Independent scientific council
Many Spanish scientists think that the lack of independent scientific advisors to the government is part of the problem and recommend the creation an independent Scientific Council. One possible role model is the German Wissenschaftsrat, which dates back from 1957, suggests Javier López-Facal, researcher at CSIC’s Philosophy Institute in Madrid. “It would be better if this body was accountable to Parliament, or the Government as a whole, rather than one Ministry, and its members should be proposed by universities and public research centres,” said López-Facal.
Lack of continuity
Continuity is something that Spanish scientists have also found missing in the country’s R&D policies. “Improvising when making policies is a national ill,” says Serrano. Any new government changes the previous policy, and it is almost impossible to know what will happen in a year’s time, he adds.
“One cannot expect that money that has been properly invested now [in R&D will] provide returns in the short term, but this is the what politicians don’t understand –nothing that cannot be shown in four years time is worth it for them,” says Jose Mari Valpuesta, director of CSIC’s National Centre for Biotechnology (Centro Nacional de Biotecnología – CNB).
Also, since the Science Ministry was created thirty years ago it has been moved three times, and since 2000, it has had 7 different ministers, points out López-Facal.
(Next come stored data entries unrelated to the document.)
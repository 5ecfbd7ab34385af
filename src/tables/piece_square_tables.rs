//! Piece-square tables in centipawns.
//!
//! Tables are laid out from White's point of view in board row order (first
//! row is rank 8). Black squares are mirrored vertically before lookup.

use crate::game_state::chess_types::{Color, PieceKind, Position};

type Table = [[i32; 8]; 8];

const PAWN_TABLE: Table = [
    [0, 0, 0, 0, 0, 0, 0, 0],
    [50, 50, 50, 50, 50, 50, 50, 50],
    [10, 10, 20, 30, 30, 20, 10, 10],
    [5, 5, 10, 25, 25, 10, 5, 5],
    [0, 0, 0, 20, 20, 0, 0, 0],
    [5, -5, -10, 0, 0, -10, -5, 5],
    [5, 10, 10, -20, -20, 10, 10, 5],
    [0, 0, 0, 0, 0, 0, 0, 0],
];

const KNIGHT_TABLE: Table = [
    [-50, -40, -30, -30, -30, -30, -40, -50],
    [-40, -20, 0, 0, 0, 0, -20, -40],
    [-30, 0, 10, 15, 15, 10, 0, -30],
    [-30, 5, 15, 20, 20, 15, 5, -30],
    [-30, 0, 15, 20, 20, 15, 0, -30],
    [-30, 5, 10, 15, 15, 10, 5, -30],
    [-40, -20, 0, 5, 5, 0, -20, -40],
    [-50, -40, -30, -30, -30, -30, -40, -50],
];

const BISHOP_TABLE: Table = [
    [-20, -10, -10, -10, -10, -10, -10, -20],
    [-10, 0, 0, 0, 0, 0, 0, -10],
    [-10, 0, 5, 10, 10, 5, 0, -10],
    [-10, 5, 5, 10, 10, 5, 5, -10],
    [-10, 0, 10, 10, 10, 10, 0, -10],
    [-10, 10, 10, 10, 10, 10, 10, -10],
    [-10, 5, 0, 0, 0, 0, 5, -10],
    [-20, -10, -10, -10, -10, -10, -10, -20],
];

const ROOK_TABLE: Table = [
    [0, 0, 0, 0, 0, 0, 0, 0],
    [5, 10, 10, 10, 10, 10, 10, 5],
    [-5, 0, 0, 0, 0, 0, 0, -5],
    [-5, 0, 0, 0, 0, 0, 0, -5],
    [-5, 0, 0, 0, 0, 0, 0, -5],
    [-5, 0, 0, 0, 0, 0, 0, -5],
    [-5, 0, 0, 0, 0, 0, 0, -5],
    [0, 0, 0, 5, 5, 0, 0, 0],
];

const QUEEN_TABLE: Table = [
    [-20, -10, -10, -5, -5, -10, -10, -20],
    [-10, 0, 0, 0, 0, 0, 0, -10],
    [-10, 0, 5, 5, 5, 5, 0, -10],
    [-5, 0, 5, 5, 5, 5, 0, -5],
    [0, 0, 5, 5, 5, 5, 0, -5],
    [-10, 5, 5, 5, 5, 5, 0, -10],
    [-10, 0, 5, 0, 0, 0, 0, -10],
    [-20, -10, -10, -5, -5, -10, -10, -20],
];

// Middlegame king: stay behind the pawn shield, preferably castled.
const KING_TABLE: Table = [
    [-30, -40, -40, -50, -50, -40, -40, -30],
    [-30, -40, -40, -50, -50, -40, -40, -30],
    [-30, -40, -40, -50, -50, -40, -40, -30],
    [-30, -40, -40, -50, -50, -40, -40, -30],
    [-20, -30, -30, -40, -40, -30, -30, -20],
    [-10, -20, -20, -20, -20, -20, -20, -10],
    [20, 20, 0, 0, 0, 0, 20, 20],
    [20, 30, 10, 0, 0, 10, 30, 20],
];

// Endgame king: walk to the center.
const KING_ENDGAME_TABLE: Table = [
    [-50, -40, -30, -20, -20, -30, -40, -50],
    [-30, -20, -10, 0, 0, -10, -20, -30],
    [-30, -10, 20, 30, 30, 20, -10, -30],
    [-30, -10, 30, 40, 40, 30, -10, -30],
    [-30, -10, 30, 40, 40, 30, -10, -30],
    [-30, -10, 20, 30, 30, 20, -10, -30],
    [-30, -30, 0, 0, 0, 0, -30, -30],
    [-50, -30, -30, -30, -30, -30, -30, -50],
];

// Endgame pawns: advancement matters more than central structure.
const PAWN_ENDGAME_TABLE: Table = [
    [0, 0, 0, 0, 0, 0, 0, 0],
    [80, 80, 80, 80, 80, 80, 80, 80],
    [50, 50, 50, 50, 50, 50, 50, 50],
    [30, 30, 30, 30, 30, 30, 30, 30],
    [20, 20, 20, 20, 20, 20, 20, 20],
    [10, 10, 10, 10, 10, 10, 10, 10],
    [10, 10, 10, 10, 10, 10, 10, 10],
    [0, 0, 0, 0, 0, 0, 0, 0],
];

fn table_for(kind: PieceKind, endgame: bool) -> &'static Table {
    match (kind, endgame) {
        (PieceKind::Pawn, false) => &PAWN_TABLE,
        (PieceKind::Pawn, true) => &PAWN_ENDGAME_TABLE,
        (PieceKind::Knight, _) => &KNIGHT_TABLE,
        (PieceKind::Bishop, _) => &BISHOP_TABLE,
        (PieceKind::Rook, _) => &ROOK_TABLE,
        (PieceKind::Queen, _) => &QUEEN_TABLE,
        (PieceKind::King, false) => &KING_TABLE,
        (PieceKind::King, true) => &KING_ENDGAME_TABLE,
    }
}

/// Positional bonus for a `color` piece of `kind` on `pos`, from that side's
/// own point of view (not signed for White/Black).
pub fn piece_square_value(kind: PieceKind, color: Color, pos: Position, endgame: bool) -> i32 {
    let row = match color {
        Color::White => pos.row,
        Color::Black => 7 - pos.row,
    };
    table_for(kind, endgame)[row as usize][pos.col as usize]
}

#[cfg(test)]
mod tests {
    use super::piece_square_value;
    use crate::game_state::chess_types::{Color, PieceKind, Position};

    #[test]
    fn tables_are_mirrored_for_black() {
        let e4 = Position::new(4, 4).expect("e4");
        let e5 = Position::new(3, 4).expect("e5");
        assert_eq!(
            piece_square_value(PieceKind::Pawn, Color::White, e4, false),
            piece_square_value(PieceKind::Pawn, Color::Black, e5, false)
        );
    }

    #[test]
    fn king_prefers_shelter_then_center() {
        let g1 = Position::new(7, 6).expect("g1");
        let e4 = Position::new(4, 4).expect("e4");
        assert!(
            piece_square_value(PieceKind::King, Color::White, g1, false)
                > piece_square_value(PieceKind::King, Color::White, e4, false)
        );
        assert!(
            piece_square_value(PieceKind::King, Color::White, e4, true)
                > piece_square_value(PieceKind::King, Color::White, g1, true)
        );
    }
}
The “Coffee for Everyone” problem (or diluted funding)
Another of the problems in Spanish R&D policies is the “coffee for everyone” mindset, which distributes funding thinly to too many groups, leaving less money for good scientific groups. “If you dilute money so much it’s difficult to make an impact, so maybe not all research groups should have funding,” Serrano says.
Joan Guinovart, director of the Institute for Research in Biomedicine (IRB) in Barcelona, thinks there are, “Too many different programmes that scientists can try and ask for money: Every new government sets up its own programmes to add to the previous ones. But money could be more useful if it was more concentrated,” Guinovart believes.
In addition, Spanish universities perform badly in international rankings and urgently need to change if they are to guarantee a good education for future scientists. “One of the problems is the rigidity in the structure of the Spanish university structure,” says Muñoz. So for example, Spanish universities don’t have politically independent governing boards, as in the UK.
Prioritising investment
Many experts think that it’s important to prioritise where Spain invests, particularly at a moment of tight budgets. For example, Anton Costas, an expert in economic policy at Barcelona University thinks that the construction of high velocity AVE trains lines doesn’t have economic rationality, because the contribution to competiveness is almost zero.
But while building infrastructure is very visible and cutting them has political toll, science is an activity that only bears fruit in the long run. “Investing in science now won’t bring us out of the current crisis. But it will save us from the next one,” concludes Eduard Batlle, a researcher at the Institute for Research in Biomedicine in Barcelona.
This is part two of two articles looking at the situation for science in Spain. Part one appeared on 14 October.